Wer sich unerlaubt vom Unfallort entfernt, begeht gegenüber seiner Kfz-Versicherung nicht automatisch eine arglistige Obliegenheitsverletzung. Es kommt auf den Einzelfall an - und die Beweislast liegt beim Versicherer.
Das zeigt eine Entscheidung (Az.: 46 S 58/22) des Landgerichts Berlin, über die die Arbeitsgemeinschaft Verkehrsrecht des Deutschen Anwaltvereins (DAV) berichtet.
Im konkreten Fall ging es um einen Mann, der an einem Autounfall beteiligt war. Er verließ den Ort des Geschehens, ohne die Polizei zu rufen. Der Unfall war allerdings nicht unbeobachtet geblieben. Zeugen meldeten ihn der Polizei. Die fand den Mann in einem nahen Café.
Die Versicherung des Unfallflüchtigen klagte gegen den Mann, wobei sie ihm ein arglistiges Verhalten vorwarf. Somit wäre der Versicherungsschutz entfallen.
In einer Verhandlung vor dem Amtsgericht hatte dies aber keinen Bestand, das Gericht urteilte im Sinne des Autofahrers.
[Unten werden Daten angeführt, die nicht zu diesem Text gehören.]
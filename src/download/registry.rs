// Copyright (c) 2024-2025 Jesse Morgan / Morgan Forge
// SPDX-License-Identifier: AGPL-3.0-or-later

//! Ordered registry of tracked downloads.
//!
//! Insertion order is the addressing order: commands refer to downloads by
//! their 1-based position, which shifts when an earlier entry is deleted.
//! The registry is the only place that splices the sequence. It also owns the
//! two pollers that only make sense while it is non-empty: the speed sampler
//! and the status indicator.

use std::path::PathBuf;
use std::time::Duration;

use super::engine::{DownloadEngine, LocationHook, SaveDialog};
use super::speed::SpeedSampler;
use super::types::{DownloadHandle, DownloadId};
use crate::error::DownloadError;
use crate::status_indicator::{StatusConfig, StatusIndicator};
use crate::window::{WindowContext, WindowSet};

/// Title passed to the save dialog.
const SAVE_DIALOG_TITLE: &str = "Save file";

/// A download named either by position or by handle.
#[derive(Debug, Clone, PartialEq)]
pub enum Target {
    /// 1-based position in the registry
    ByIndex(usize),
    /// A specific download
    ByRef(DownloadHandle),
}

impl Target {
    /// Parse a command argument. Anything that is not a number cannot name a
    /// tracked download.
    pub fn parse(arg: &str) -> Result<Self, DownloadError> {
        arg.trim()
            .parse::<usize>()
            .map(Target::ByIndex)
            .map_err(|_| DownloadError::InvalidReference)
    }
}

impl From<usize> for Target {
    fn from(index: usize) -> Self {
        Target::ByIndex(index)
    }
}

impl From<DownloadHandle> for Target {
    fn from(download: DownloadHandle) -> Self {
        Target::ByRef(download)
    }
}

impl From<&DownloadHandle> for Target {
    fn from(download: &DownloadHandle) -> Self {
        Target::ByRef(download.clone())
    }
}

/// The set of downloads a browser session is tracking.
pub struct DownloadRegistry {
    entries: Vec<DownloadHandle>,
    sampler: SpeedSampler,
    indicator: StatusIndicator,
    engine: Box<dyn DownloadEngine>,
    location: Box<dyn LocationHook>,
    dialog: Box<dyn SaveDialog>,
    default_dir: PathBuf,
}

impl DownloadRegistry {
    /// Create an empty registry with idle pollers.
    pub fn new(
        engine: Box<dyn DownloadEngine>,
        location: Box<dyn LocationHook>,
        dialog: Box<dyn SaveDialog>,
        default_dir: PathBuf,
    ) -> Self {
        Self {
            entries: Vec::new(),
            sampler: SpeedSampler::new(),
            indicator: StatusIndicator::default(),
            engine,
            location,
            dialog,
            default_dir,
        }
    }

    pub fn with_status_config(mut self, config: StatusConfig) -> Self {
        self.indicator.config = config;
        self
    }

    /// Create, place and start a download for `uri`.
    ///
    /// Returns `Ok(None)` when no destination could be found; the download is
    /// then handed back to the engine and nothing is tracked.
    pub fn add(
        &mut self,
        uri: &str,
        window: &mut dyn WindowContext,
    ) -> Result<Option<DownloadHandle>, DownloadError> {
        let download = self.engine.create(uri)?;
        let suggested = download.suggested_filename();

        let path = match self.location.resolve(uri, &suggested) {
            Some(path) if path.is_empty() => {
                tracing::warn!(uri, "location hook returned an empty path");
                self.engine.discard(&download);
                return Err(DownloadError::InvalidLocation);
            }
            Some(path) => Some(PathBuf::from(path)),
            None => self
                .dialog
                .choose(SAVE_DIALOG_TITLE, window, &self.default_dir, &suggested),
        };

        let Some(path) = path else {
            tracing::info!(uri, "no destination chosen, download abandoned");
            self.engine.discard(&download);
            return Ok(None);
        };

        download.set_destination(path);
        if let Err(e) = download.start() {
            tracing::warn!(uri, "engine refused to start download: {}", e);
            self.engine.discard(&download);
            return Err(e);
        }

        if !self.entries.contains(&download) {
            self.entries.push(download.clone());
        }
        self.sampler.timer_mut().start();
        self.indicator.timer_mut().start();

        tracing::info!(id = download.id().0, uri, index = self.entries.len(), "download added");
        Ok(Some(download))
    }

    /// Look up a download by position or handle.
    pub fn resolve(&self, target: &Target) -> Result<DownloadHandle, DownloadError> {
        match target {
            Target::ByIndex(index) => {
                if *index == 0 || *index > self.entries.len() {
                    return Err(DownloadError::InvalidIndex {
                        index: *index,
                        len: self.entries.len(),
                    });
                }
                Ok(self.entries[index - 1].clone())
            }
            Target::ByRef(download) => {
                if self.entries.contains(download) {
                    Ok(download.clone())
                } else {
                    Err(DownloadError::InvalidReference)
                }
            }
        }
    }

    /// Stop tracking a download, cancelling it first if it is still running.
    pub fn delete(&mut self, target: &Target) -> Result<DownloadHandle, DownloadError> {
        let download = self.resolve(target)?;
        if download.is_running() {
            if let Err(e) = download.cancel() {
                tracing::warn!(id = download.id().0, "cancel before delete failed: {}", e);
            }
        }

        if let Some(pos) = self.entries.iter().position(|d| *d == download) {
            self.entries.remove(pos);
        }
        self.sampler.forget(download.id());

        tracing::info!(id = download.id().0, uri = download.uri(), "download deleted");
        Ok(download)
    }

    /// Cancel a running download. Terminal downloads yield `NotRunning`.
    pub fn cancel(&mut self, target: &Target) -> Result<DownloadHandle, DownloadError> {
        let download = self.resolve(target)?;
        if !download.is_running() {
            return Err(DownloadError::NotRunning);
        }
        download.cancel()?;
        tracing::info!(id = download.id().0, "download cancelled");
        Ok(download)
    }

    /// Add the same URI again and drop the original only if that worked.
    pub fn restart(
        &mut self,
        target: &Target,
        window: &mut dyn WindowContext,
    ) -> Result<Option<DownloadHandle>, DownloadError> {
        let original = self.resolve(target)?;
        let uri = original.uri().to_string();

        let Some(replacement) = self.add(&uri, window)? else {
            tracing::info!(id = original.id().0, "restart abandoned, original kept");
            return Ok(None);
        };
        self.delete(&Target::ByRef(original))?;
        Ok(Some(replacement))
    }

    /// Drop every download that is no longer running. Returns how many went.
    pub fn clear(&mut self) -> usize {
        let (kept, removed): (Vec<_>, Vec<_>) =
            self.entries.iter().cloned().partition(|d| d.is_running());
        self.entries = kept;
        for download in &removed {
            self.sampler.forget(download.id());
        }
        tracing::info!(removed = removed.len(), kept = self.entries.len(), "downloads cleared");
        removed.len()
    }

    /// Run the sampler and indicator for `dt` of elapsed time.
    ///
    /// Each poller runs at most once per call and stops itself on a tick that
    /// finds the registry empty.
    pub fn tick(&mut self, dt: Duration, windows: &mut WindowSet) {
        if self.sampler.timer_mut().advance(dt) {
            if self.entries.is_empty() {
                self.sampler.timer_mut().stop();
            } else {
                self.sampler.sample(&self.entries);
            }
        }

        if self.indicator.timer_mut().advance(dt) {
            if self.entries.is_empty() {
                self.indicator.timer_mut().stop();
                self.indicator.clear(windows);
            } else {
                self.indicator.refresh(&self.entries, windows);
            }
        }
    }

    pub fn entries(&self) -> &[DownloadHandle] {
        &self.entries
    }

    /// 1-based position of a download.
    pub fn index_of(&self, download: &DownloadHandle) -> Option<usize> {
        self.entries.iter().position(|d| d == download).map(|i| i + 1)
    }

    pub fn len(&self) -> usize {
        self.entries.len()
    }

    pub fn is_empty(&self) -> bool {
        self.entries.is_empty()
    }

    pub fn running_count(&self) -> usize {
        StatusIndicator::running_count(&self.entries)
    }

    pub fn get_speed(&self, id: DownloadId) -> u64 {
        self.sampler.get_speed(id)
    }

    pub fn sampler(&self) -> &SpeedSampler {
        &self.sampler
    }

    pub fn indicator(&self) -> &StatusIndicator {
        &self.indicator
    }

    /// True while the speed sampler and status indicator are scheduled.
    pub fn is_polling(&self) -> bool {
        self.sampler.is_running() && self.indicator.is_running()
    }
}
Dagegen ging die Versicherung in Berufung.
Doch diese wurde vom Landgericht abgewiesen, was das Urteil des Amtsgerichts bestätigte. Sinngemäß lautet die Begründung: Ja, der Beklagte hatte sich unerlaubt vom Unfallort entfernt. Das müsse aber nicht zwangsläufig als arglistiges Verhalten gewertet werden. Denn ein Unfall überfordert die Betroffenen demnach oft.
Nicht zwingend müssten diese dabei die Absicht haben, die Interessen ihrer Versicherung zu schädigen. Dazu kam hier, dass der Betroffene vor Ort mit Zeugen hatte rechnen müssen, welche dann ja auch in der Tat aktiv geworden sind. Dennoch ging der Mann in ein Café in der Nähe, was das Risiko barg, entdeckt zu werden.
Das sprach nach Ansicht des Gerichts gegen die Annahme eines zweckgerichteten, die Interessen der Versicherung missachtenden Verhaltens. Da die Arglist vom Versicherer bewiesen werden muss und der keine ausreichenden Beweise hatte, blieb die Klage erfolglos.